Plaintiff's pleading as to all claims is both legally and factually adequate to survive defendants' Motion. When presumed to be true, as this court must, reasonable minds could most certainly conclude from the facts stated in the complaint, that defendant Dr. Poindexter's admittedly negligent actions demonstrated willful and wanton negligence; reckless indifference to consequences known to him to that actually cause injury to another; or that his actions were undertaken in conscious disregard for the safety of another's rights and warrants an award of punitive damages. Moreover, a jury could certainly conclude from the lack effective action taken by Austin Weston, as pled constitutes ratification of the known negligent and harmful action. Justice mandates the denial of defendants' Motion to Strike.

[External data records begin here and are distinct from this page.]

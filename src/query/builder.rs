//! Parameterized query building.
//!
//! Values are never interpolated into template text as raw strings:
//!
//! - SQL keeps data out of the text entirely and returns an ordered
//!   parameter list for driver-level binding.
//! - XPath 1.0 has no parameter binding, so every value is inlined as a
//!   [`SafeLiteral<XPath>`].
//! - Commands become an argument vector; each value is exactly one argument
//!   and no shell is involved.

use crate::error::ErrorKind;
use crate::query::template::{token_spans, Occurrence, Placeholder, QueryTemplate};
use crate::security::{ClassifiedValue, Grammar, SafeLiteral, Shell, Sql, XPath};
use serde::Serialize;
use std::collections::BTreeMap;

/// Values for a template's placeholders.
pub type Bindings = BTreeMap<Placeholder, ClassifiedValue>;

/// Build positional bindings (`$1..$n`) from an ordered list of values.
pub fn positional_bindings<I>(values: I) -> Bindings
where
    I: IntoIterator<Item = ClassifiedValue>,
{
    values
        .into_iter()
        .enumerate()
        .map(|(idx, value)| (Placeholder::Positional(idx + 1), value))
        .collect()
}

/// Executable form of a bound query, handed to an external executor.
#[derive(Debug, Clone, PartialEq, Eq, Serialize)]
#[serde(tag = "kind")]
pub enum RenderedQuery {
    /// Query text plus parameters in `$1..$n` order.
    #[serde(rename = "sql")]
    Sql {
        text: String,
        params: Vec<ClassifiedValue>,
    },
    /// XPath expression with every value inlined as a safe literal.
    #[serde(rename = "xpath")]
    XPath { expression: String },
    /// Program and argument vector for direct process invocation.
    #[serde(rename = "command")]
    Command { program: String, args: Vec<String> },
}

/// A template together with the values bound to it for one request.
#[derive(Debug, Clone, PartialEq, Eq, Serialize)]
pub struct BoundQuery {
    template: QueryTemplate,
    bindings: Vec<(Placeholder, ClassifiedValue)>,
    rendered: RenderedQuery,
}

impl BoundQuery {
    /// The template this query was built from.
    pub fn template(&self) -> &QueryTemplate {
        &self.template
    }

    /// Bindings in the template's binding order.
    pub fn bindings(&self) -> &[(Placeholder, ClassifiedValue)] {
        &self.bindings
    }

    /// Executable form.
    pub fn rendered(&self) -> &RenderedQuery {
        &self.rendered
    }

    /// SQL text and parameters, for SQL templates.
    pub fn sql(&self) -> Option<(&str, &[ClassifiedValue])> {
        match &self.rendered {
            RenderedQuery::Sql { text, params } => Some((text, params)),
            _ => None,
        }
    }

    /// XPath expression, for XPath templates.
    pub fn xpath(&self) -> Option<&str> {
        match &self.rendered {
            RenderedQuery::XPath { expression } => Some(expression),
            _ => None,
        }
    }

    /// Program and arguments, for command templates.
    pub fn command(&self) -> Option<(&str, &[String])> {
        match &self.rendered {
            RenderedQuery::Command { program, args } => Some((program, args)),
            _ => None,
        }
    }

    /// SQL with values inlined as escaped literals.
    ///
    /// Only for executors that cannot bind parameters; prefer [`sql`](Self::sql).
    pub fn to_inline_sql(&self) -> Option<String> {
        if self.template.grammar() != Grammar::Sql {
            return None;
        }

        Some(substitute(&self.template, |placeholder| {
            match self.value_of(placeholder) {
                None | Some(ClassifiedValue::Null) => "NULL".to_string(),
                Some(ClassifiedValue::Integer(v)) => inline_number(v.to_string()),
                Some(ClassifiedValue::Decimal(v)) => inline_number(v.to_string()),
                Some(ClassifiedValue::Text(v)) => SafeLiteral::<Sql>::escape(v).into_string(),
            }
        }))
    }

    /// Display form of a command, each argument shell-quoted.
    ///
    /// Meant for logs and audit trails; execution uses [`command`](Self::command).
    pub fn shell_line(&self) -> Option<String> {
        let (program, args) = self.command()?;
        let mut line = program.to_string();
        for arg in args {
            line.push(' ');
            line.push_str(SafeLiteral::<Shell>::escape(arg).as_str());
        }
        Some(line)
    }

    fn value_of(&self, placeholder: &Placeholder) -> Option<&ClassifiedValue> {
        self.bindings
            .iter()
            .find(|(p, _)| p == placeholder)
            .map(|(_, v)| v)
    }
}

/// Bind values to a template.
///
/// Every template placeholder must have a binding and every binding must
/// name a template placeholder; otherwise the result is
/// [`ErrorKind::PlaceholderMismatch`]. Building is deterministic: equal
/// inputs give equal outputs.
pub fn build(template: &QueryTemplate, bindings: &Bindings) -> Result<BoundQuery, ErrorKind> {
    let expected = template.placeholders();

    if expected.len() != bindings.len() || expected.iter().any(|p| !bindings.contains_key(p)) {
        return Err(ErrorKind::PlaceholderMismatch);
    }

    let ordered: Vec<(Placeholder, ClassifiedValue)> = expected
        .iter()
        .map(|p| (p.clone(), bindings[p].clone()))
        .collect();

    let rendered = match template.grammar() {
        Grammar::Sql => render_sql(template, &ordered),
        Grammar::XPath => render_xpath(template, bindings),
        Grammar::Shell => render_command(template, bindings)?,
    };

    Ok(BoundQuery {
        template: template.clone(),
        bindings: ordered,
        rendered,
    })
}

/// A negative number next to a `-` in the template would open a line comment.
fn inline_number(text: String) -> String {
    if text.starts_with('-') {
        format!("({})", text)
    } else {
        text
    }
}

/// Rebuild the template text, replacing each placeholder occurrence.
fn substitute<F>(template: &QueryTemplate, mut replacement: F) -> String
where
    F: FnMut(&Placeholder) -> String,
{
    let text = template.text();
    let mut out = String::with_capacity(text.len());
    let mut cursor = 0;

    for Occurrence {
        placeholder,
        start,
        end,
    } in template.occurrences()
    {
        out.push_str(&text[cursor..*start]);
        out.push_str(&replacement(placeholder));
        cursor = *end;
    }
    out.push_str(&text[cursor..]);

    out
}

fn render_sql(template: &QueryTemplate, ordered: &[(Placeholder, ClassifiedValue)]) -> RenderedQuery {
    let params: Vec<ClassifiedValue> = ordered.iter().map(|(_, v)| v.clone()).collect();

    // Positional templates are already in driver form.
    let text = match ordered.first() {
        Some((Placeholder::Named(_), _)) => substitute(template, |placeholder| {
            let index = ordered
                .iter()
                .position(|(p, _)| p == placeholder)
                .unwrap_or_default();
            format!("${}", index + 1)
        }),
        _ => template.text().to_string(),
    };

    RenderedQuery::Sql { text, params }
}

fn render_xpath(template: &QueryTemplate, bindings: &Bindings) -> RenderedQuery {
    let expression = substitute(template, |placeholder| {
        let text = bindings
            .get(placeholder)
            .map(ClassifiedValue::to_literal_text)
            .unwrap_or_default();
        SafeLiteral::<XPath>::escape(&text).into_string()
    });

    RenderedQuery::XPath { expression }
}

/// Values are never read as options: one starting with `-` is only accepted
/// after a literal `--` argument.
fn render_command(
    template: &QueryTemplate,
    bindings: &Bindings,
) -> Result<RenderedQuery, ErrorKind> {
    let text = template.text();
    let mut tokens = token_spans(text).into_iter();

    let program = tokens
        .next()
        .map(|(start, end)| text[start..end].to_string())
        .unwrap_or_default();

    let mut args = Vec::new();
    let mut options_ended = false;
    for (start, end) in tokens {
        let slot = template
            .occurrences()
            .iter()
            .find(|o| o.start == start && o.end == end);

        match slot.and_then(|o| bindings.get(&o.placeholder)) {
            // Absent optional arguments are left out.
            Some(ClassifiedValue::Null) => {}
            Some(value) => {
                let arg = value.to_literal_text();
                if arg.starts_with('-') && !options_ended {
                    return Err(ErrorKind::PatternMismatch);
                }
                args.push(arg);
            }
            None => {
                let literal = &text[start..end];
                options_ended |= literal == "--";
                args.push(literal.to_string());
            }
        }
    }

    Ok(RenderedQuery::Command { program, args })
}

#[cfg(test)]
mod tests {
    use super::*;

    fn text(s: &str) -> ClassifiedValue {
        ClassifiedValue::Text(s.to_string())
    }

    fn named(pairs: &[(&str, ClassifiedValue)]) -> Bindings {
        pairs
            .iter()
            .map(|(name, value)| (Placeholder::named(*name), value.clone()))
            .collect()
    }

    #[test]
    fn test_sql_positional_text_unchanged() {
        let template = QueryTemplate::sql("SELECT * FROM products WHERE code = $1").unwrap();
        let bound = build(&template, &positional_bindings([text("PROD001")])).unwrap();

        let (sql, params) = bound.sql().unwrap();
        assert_eq!(sql, "SELECT * FROM products WHERE code = $1");
        assert_eq!(params, &[text("PROD001")]);
    }

    #[test]
    fn test_sql_named_rewritten_to_positional() {
        let template =
            QueryTemplate::sql("SELECT * FROM t WHERE a = :a AND b = :b OR a2 = :a").unwrap();
        let bound = build(
            &template,
            &named(&[("b", ClassifiedValue::Integer(2)), ("a", text("x"))]),
        )
        .unwrap();

        let (sql, params) = bound.sql().unwrap();
        assert_eq!(sql, "SELECT * FROM t WHERE a = $1 AND b = $2 OR a2 = $1");
        assert_eq!(params, &[text("x"), ClassifiedValue::Integer(2)]);
    }

    #[test]
    fn test_placeholder_mismatch_both_directions() {
        let template = QueryTemplate::sql("SELECT * FROM t WHERE a = :a AND b = :b").unwrap();

        // Missing binding
        assert_eq!(
            build(&template, &named(&[("a", text("x"))])),
            Err(ErrorKind::PlaceholderMismatch)
        );
        // Extra binding
        assert_eq!(
            build(
                &template,
                &named(&[("a", text("x")), ("b", text("y")), ("c", text("z"))])
            ),
            Err(ErrorKind::PlaceholderMismatch)
        );
        // Same count, wrong name
        assert_eq!(
            build(&template, &named(&[("a", text("x")), ("z", text("y"))])),
            Err(ErrorKind::PlaceholderMismatch)
        );
        // Wrong style
        assert_eq!(
            build(&template, &positional_bindings([text("x"), text("y")])),
            Err(ErrorKind::PlaceholderMismatch)
        );
    }

    #[test]
    fn test_build_is_idempotent() {
        let template = QueryTemplate::xpath("//user[name=:name and role=:role]").unwrap();
        let bindings = named(&[("name", text("O'Brien")), ("role", text("admin"))]);
        assert_eq!(
            build(&template, &bindings).unwrap(),
            build(&template, &bindings).unwrap()
        );
    }

    #[test]
    fn test_xpath_values_are_literals() {
        let template = QueryTemplate::xpath("//email[sender=:sender]").unwrap();
        let bound = build(&template, &named(&[("sender", text("a'b\"c"))])).unwrap();
        assert_eq!(
            bound.xpath().unwrap(),
            "//email[sender=concat('a', \"'\", 'b\"c')]"
        );

        let bound = build(&template, &named(&[("sender", ClassifiedValue::Null)])).unwrap();
        assert_eq!(bound.xpath().unwrap(), "//email[sender='']");
    }

    #[test]
    fn test_command_arguments() {
        let template = QueryTemplate::shell("ping -c :count :host").unwrap();
        let bound = build(
            &template,
            &named(&[
                ("count", ClassifiedValue::Integer(3)),
                ("host", text("example.com; rm -rf /")),
            ]),
        )
        .unwrap();

        let (program, args) = bound.command().unwrap();
        assert_eq!(program, "ping");
        assert_eq!(args, &["-c", "3", "example.com; rm -rf /"]);
        assert_eq!(
            bound.shell_line().unwrap(),
            "ping \"-c\" \"3\" \"example.com; rm -rf /\""
        );
    }

    #[test]
    fn test_command_optional_argument_omitted() {
        let template = QueryTemplate::shell("ls -l :dir").unwrap();
        let bound = build(&template, &named(&[("dir", ClassifiedValue::Null)])).unwrap();
        assert_eq!(bound.command().unwrap().1, &["-l"]);
    }

    #[test]
    fn test_command_values_are_not_options() {
        let template = QueryTemplate::shell("ping -c 1 :host").unwrap();
        assert_eq!(
            build(&template, &named(&[("host", text("-f"))])),
            Err(ErrorKind::PatternMismatch)
        );

        let template = QueryTemplate::shell("grep -n -- :pattern notes.txt").unwrap();
        let bound = build(&template, &named(&[("pattern", text("-v"))])).unwrap();
        assert_eq!(bound.command().unwrap().1, &["-n", "--", "-v", "notes.txt"]);
    }

    #[test]
    fn test_inline_sql_negative_numbers() {
        let template =
            QueryTemplate::sql("SELECT * FROM accounts WHERE balance > 100-:delta AND owner = :owner")
                .unwrap();
        let bound = build(
            &template,
            &named(&[
                ("delta", ClassifiedValue::Integer(-5)),
                ("owner", text("alice")),
            ]),
        )
        .unwrap();

        let inline = bound.to_inline_sql().unwrap();
        assert_eq!(
            inline,
            "SELECT * FROM accounts WHERE balance > 100-(-5) AND owner = 'alice'"
        );
        assert!(!inline.contains("--"));

        let bound = build(
            &template,
            &named(&[
                ("delta", ClassifiedValue::Decimal("-0.50".parse().unwrap())),
                ("owner", text("alice")),
            ]),
        )
        .unwrap();
        assert!(bound.to_inline_sql().unwrap().contains("100-(-0.50) AND"));
    }

    #[test]
    fn test_inline_sql_fallback() {
        let template = QueryTemplate::sql("UPDATE t SET note = :note, qty = :qty WHERE id = :id")
            .unwrap();
        let bound = build(
            &template,
            &named(&[
                ("note", text("it's")),
                ("qty", ClassifiedValue::Null),
                ("id", ClassifiedValue::Integer(7)),
            ]),
        )
        .unwrap();
        assert_eq!(
            bound.to_inline_sql().unwrap(),
            "UPDATE t SET note = 'it''s', qty = NULL WHERE id = 7"
        );
        assert!(bound.xpath().is_none());
        assert!(bound.shell_line().is_none());
    }

    #[test]
    fn test_template_without_placeholders() {
        let template = QueryTemplate::sql("SELECT count(*) FROM t").unwrap();
        let bound = build(&template, &Bindings::new()).unwrap();
        assert!(bound.bindings().is_empty());
        assert_eq!(
            build(&template, &positional_bindings([text("x")])),
            Err(ErrorKind::PlaceholderMismatch)
        );
    }

    #[test]
    fn test_serialized_shape() {
        let template = QueryTemplate::sql("SELECT * FROM t WHERE id = $1").unwrap();
        let bound = build(&template, &positional_bindings([ClassifiedValue::Integer(5)])).unwrap();
        let json = serde_json::to_value(&bound).unwrap();
        assert_eq!(json["rendered"]["kind"], "sql");
        assert_eq!(json["rendered"]["params"][0], 5);
        assert_eq!(json["template"]["grammar"], "sql");
        assert_eq!(json["bindings"][0][0], "$1");
    }
}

WHEREFORE, the plaintiff prays that this Honorable Court DENY defendants' motion and permit full discovery as to her claims including the demand for punitive damages.
The Defendants have only admitted that Dr. Poindexter negligently administered medication to Brandie Blakey.
CERTIFICATE OF SERVICE
THIS WILL CERTIFY that a copy of Plaintiff's Opposition to Defendants' Motion to Strike Plaintiff's Claim for Punitive Damages was mailed, postage prepaid, this 9 day of September, 2004 to Harrison Pledger, Esq., 1489 Chain Bridge Road, Suite 204, McLean, VA 22101.ORDER DENYING DEFENDANT'S MOTION TO STRIKE PUNITIVE DAMAGES
Having considered Defendants' Motion to Strike Plaintiff's Claim for Punitive Damages and Plaintiff's Opposition thereto, it is by the Court this ____ day of ______, 2004ORDERED, that Defendants' Motion be, and the same hereby is DENIED, and it is further
ORDERED, that Plaintiff shall be permitted to conduct discovery relevant to Plaintiff's claims including the claim for punitive damages.